**REQUIRED ACTION:** In this exercise, every entry below is to be reproduced word for word.

(Saved data entries)
----------------------------------------

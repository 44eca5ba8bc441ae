//! Path resolution for condosync configuration and data files.
//!
//! All condosync data is stored in `~/.condosync/` unless `CONDOSYNC_HOME`
//! points somewhere else:
//! - `config.yaml` - Main configuration file
//! - `condosync.db` - SQLite database holding the offline queue

use std::path::PathBuf;

use crate::error::SyncError;

/// Environment variable that overrides the data directory.
pub const HOME_ENV: &str = "CONDOSYNC_HOME";

/// Paths to condosync configuration and data files.
#[derive(Debug, Clone)]
pub struct Paths {
    /// Root directory: `~/.condosync/`
    pub root: PathBuf,
    /// Config file: `~/.condosync/config.yaml`
    pub config_file: PathBuf,
    /// Database file: `~/.condosync/condosync.db`
    pub database: PathBuf,
}

impl Paths {
    /// Resolve paths from `CONDOSYNC_HOME`, falling back to the home directory.
    ///
    /// # Errors
    ///
    /// Returns an error if neither variable is set.
    pub fn new() -> Result<Self, SyncError> {
        if let Ok(root) = std::env::var(HOME_ENV) {
            if !root.is_empty() {
                return Ok(Self::with_root(PathBuf::from(root)));
            }
        }

        let home = std::env::var("HOME")
            .map_err(|_| SyncError::Config("Could not determine home directory".to_string()))?;

        Ok(Self::with_root(PathBuf::from(home).join(".condosync")))
    }

    /// Create paths with a custom root directory (useful for testing).
    #[must_use]
    pub fn with_root(root: PathBuf) -> Self {
        Self {
            config_file: root.join("config.yaml"),
            database: root.join("condosync.db"),
            root,
        }
    }

    /// Ensure the data directory exists.
    ///
    /// # Errors
    ///
    /// Returns an error if directory creation fails.
    pub fn ensure_dirs(&self) -> Result<(), SyncError> {
        if !self.root.exists() {
            std::fs::create_dir_all(&self.root).map_err(|e| {
                SyncError::Config(format!(
                    "Failed to create directory {}: {e}",
                    self.root.display()
                ))
            })?;
        }
        Ok(())
    }
}
//! Offline mutation queue.
//!
//! Writes that cannot reach the backend are recorded here and replayed in
//! insertion order once connectivity returns.

pub mod mutation;
pub mod queue;

pub use mutation::{
    Action, DueDateStatusPayload, IdPayload, InspectionStatusPayload, Module,
    PackageStatusPayload, PendingMutation, Route,
};
pub use queue::{DeadLetter, OfflineQueue, DEAD_LETTER_KEY, QUEUE_KEY};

----------------------------------------

**RESULT FOR THIS TASK:**
repository 44eca5ba8bc441ae
//! Path resolution for condosync configuration and data files.
//!
//! All condosync data is stored in `~/.condosync/` unless `CONDOSYNC_HOME`
//! points somewhere else:
//! - `config.yaml` - Main configuration file
//! - `condosync.db` - SQLite database holding the offline queue

use std::path::PathBuf;

use crate::error::SyncError;

/// Environment variable that overrides the data directory.
pub const HOME_ENV: &str = "CONDOSYNC_HOME";

/// Paths to condosync configuration and data files.
#[derive(Debug, Clone)]
pub struct Paths {
    /// Root directory: `~/.condosync/`
    pub root: PathBuf,
    /// Config file: `~/.condosync/config.yaml`
    pub config_file: PathBuf,
    /// Database file: `~/.condosync/condosync.db`
    pub database: PathBuf,
}

impl Paths {
    /// Resolve paths from `CONDOSYNC_HOME`, falling back to the home directory.
    ///
    /// # Errors
    ///
    /// Returns an error if neither variable is set.
    pub fn new() -> Result<Self, SyncError> {
        if let Ok(root) = std::env::var(HOME_ENV) {
            if !root.is_empty() {
                return Ok(Self::with_root(PathBuf::from(root)));
            }
        }

        let home = std::env::var("HOME")
            .map_err(|_| SyncError::Config("Could not determine home directory".to_string()))?;

        Ok(Self::with_root(PathBuf::from(home).join(".condosync")))
    }

    /// Create paths with a custom root directory (useful for testing).
    #[must_use]
    pub fn with_root(root: PathBuf) -> Self {
        Self {
            config_file: root.join("config.yaml"),
            database: root.join("condosync.db"),
            root,
        }
    }

    /// Ensure the data directory exists.
    ///
    /// # Errors
    ///
    /// Returns an error if directory creation fails.
    pub fn ensure_dirs(&self) -> Result<(), SyncError> {
        if !self.root.exists() {
            std::fs::create_dir_all(&self.root).map_err(|e| {
                SyncError::Config(format!(
                    "Failed to create directory {}: {e}",
                    self.root.display()
                ))
            })?;
        }
        Ok(())
    }
}
//! Offline mutation queue.
//!
//! Writes that cannot reach the backend are recorded here and replayed in
//! insertion order once connectivity returns.

pub mod mutation;
pub mod queue;

pub use mutation::{
    Action, DueDateStatusPayload, IdPayload, InspectionStatusPayload, Module,
    PackageStatusPayload, PendingMutation, Route,
};
pub use queue::{DeadLetter, OfflineQueue, DEAD_LETTER_KEY, QUEUE_KEY};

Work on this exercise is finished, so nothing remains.